Copying exactly, give the lines in the material below from the one with "usize, limit: usize)" to the one with "reclaim(&mut buf, 32);", ends included, and nothing besides.

··· Supplied entries

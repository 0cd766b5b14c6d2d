//! Bump allocation inside the trie buffer.
//!
//! There is no free list. Space given back by splits, tombstones and
//! regrown children blocks only lowers `used_size`; `next_alloc` moves
//! backwards solely through compaction.

use crate::error::{Error, Result};
use crate::layout::TrieHeader;

/// Two-tier space check against `limit`.
///
/// `NotEnoughSpace` when even a perfect compaction would not make room,
/// `DefragRequired` when the live bytes fit but the free tail does not.
#[inline]
pub(crate) fn reserve(header: TrieHeader, size: usize, limit: usize) -> Result<()> {
    if header.used_size as usize + size > limit {
        return Err(Error::NotEnoughSpace { required: size });
    }
    if header.next_alloc as usize + size > limit {
        return Err(Error::DefragRequired { required: size });
    }
    Ok(())
}

/// Allocates `size` bytes at the bump pointer and returns their offset.
///
/// The header is only touched once the checks pass.
pub(crate) fn allocate(buf: &mut [u8], limit: usize, size: usize) -> Result<u16> {
    let mut header = TrieHeader::read(buf);
    reserve(header, size, limit)?;
    let at = header.next_alloc;
    header.next_alloc += size as u16;
    header.used_size += size as u16;
    header.write(buf);
    Ok(at)
}

/// Marks `size` already-allocated bytes as waste.
#[inline]
pub(crate) fn reclaim(buf: &mut [u8], size: usize) {
    let mut header = TrieHeader::read(buf);
    debug_assert!(header.used_size as usize >= size);
    header.used_size -= size as u16;
    header.write(buf);
}

#[cfg(test)]
mod tests {
    use super::*;
    use crate::layout::HEADER_SIZE;

    fn fresh(capacity: usize) -> Vec<u8> {
        let mut buf = vec![0u8; capacity];
        TrieHeader::empty().write(&mut buf);
        buf
    }

    #[test]
    fn test_allocate_bumps_pointer() {
        let mut buf = fresh(128);
        assert_eq!(allocate(&mut buf, 128, 24), Ok(HEADER_SIZE as u16));
        assert_eq!(allocate(&mut buf, 128, 8), Ok(HEADER_SIZE as u16 + 24));
        let h = TrieHeader::read(&buf);
        assert_eq!(h.next_alloc as usize, HEADER_SIZE + 32);
        assert_eq!(h.used_size, h.next_alloc);
    }

    #[test]
    fn test_exact_fit_is_allowed() {
        let mut buf = fresh(64);
        assert!(allocate(&mut buf, 64, 64 - HEADER_SIZE).is_ok());
        assert_eq!(
            allocate(&mut buf, 64, 1),
            Err(Error::NotEnoughSpace { required: 1 })
        );
    }

    #[test]
    fn test_fragmentation_requires_defrag() {
        let mut buf = fresh(64);
        allocate(&mut buf, 64, 40).unwrap();
        reclaim(&mut buf, 32);
        let before = TrieHeader::read(&buf);
        assert_eq!(
            allocate(&mut buf, 64, 24),
            Err(Error::DefragRequired { required: 24 })
        );
        // A failed allocation leaves the header alone.
        assert_eq!(TrieHeader::read(&buf), before);
        assert_eq!(before.wasted(), 32);
    }
}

······

**Finished task**.
pub(crate) fn reserve(header: TrieHeader, size: usize, limit: usize) -> Result<()> {
    if header.used_size as usize + size > limit {
        return Err(Error::NotEnoughSpace { required: size });
    }
    if header.next_alloc as usize + size > limit {
        return Err(Error::DefragRequired { required: size });
    }
    Ok(())
}

/// Allocates `size` bytes at the bump pointer and returns their offset.
///
/// The header is only touched once the checks pass.
pub(crate) fn allocate(buf: &mut [u8], limit: usize, size: usize) -> Result<u16> {
    let mut header = TrieHeader::read(buf);
    reserve(header, size, limit)?;
    let at = header.next_alloc;
    header.next_alloc += size as u16;
    header.used_size += size as u16;
    header.write(buf);
    Ok(at)
}

/// Marks `size` already-allocated bytes as waste.
#[inline]
pub(crate) fn reclaim(buf: &mut [u8], size: usize) {
    let mut header = TrieHeader::read(buf);
    debug_assert!(header.used_size as usize >= size);
    header.used_size -= size as u16;
    header.write(buf);
}

#[cfg(test)]
mod tests {
    use super::*;
    use crate::layout::HEADER_SIZE;

    fn fresh(capacity: usize) -> Vec<u8> {
        let mut buf = vec![0u8; capacity];
        TrieHeader::empty().write(&mut buf);
        buf
    }

    #[test]
    fn test_allocate_bumps_pointer() {
        let mut buf = fresh(128);
        assert_eq!(allocate(&mut buf, 128, 24), Ok(HEADER_SIZE as u16));
        assert_eq!(allocate(&mut buf, 128, 8), Ok(HEADER_SIZE as u16 + 24));
        let h = TrieHeader::read(&buf);
        assert_eq!(h.next_alloc as usize, HEADER_SIZE + 32);
        assert_eq!(h.used_size, h.next_alloc);
    }

    #[test]
    fn test_exact_fit_is_allowed() {
        let mut buf = fresh(64);
        assert!(allocate(&mut buf, 64, 64 - HEADER_SIZE).is_ok());
        assert_eq!(
            allocate(&mut buf, 64, 1),
            Err(Error::NotEnoughSpace { required: 1 })
        );
    }

    #[test]
    fn test_fragmentation_requires_defrag() {
        let mut buf = fresh(64);
        allocate(&mut buf, 64, 40).unwrap();
        reclaim(&mut buf, 32);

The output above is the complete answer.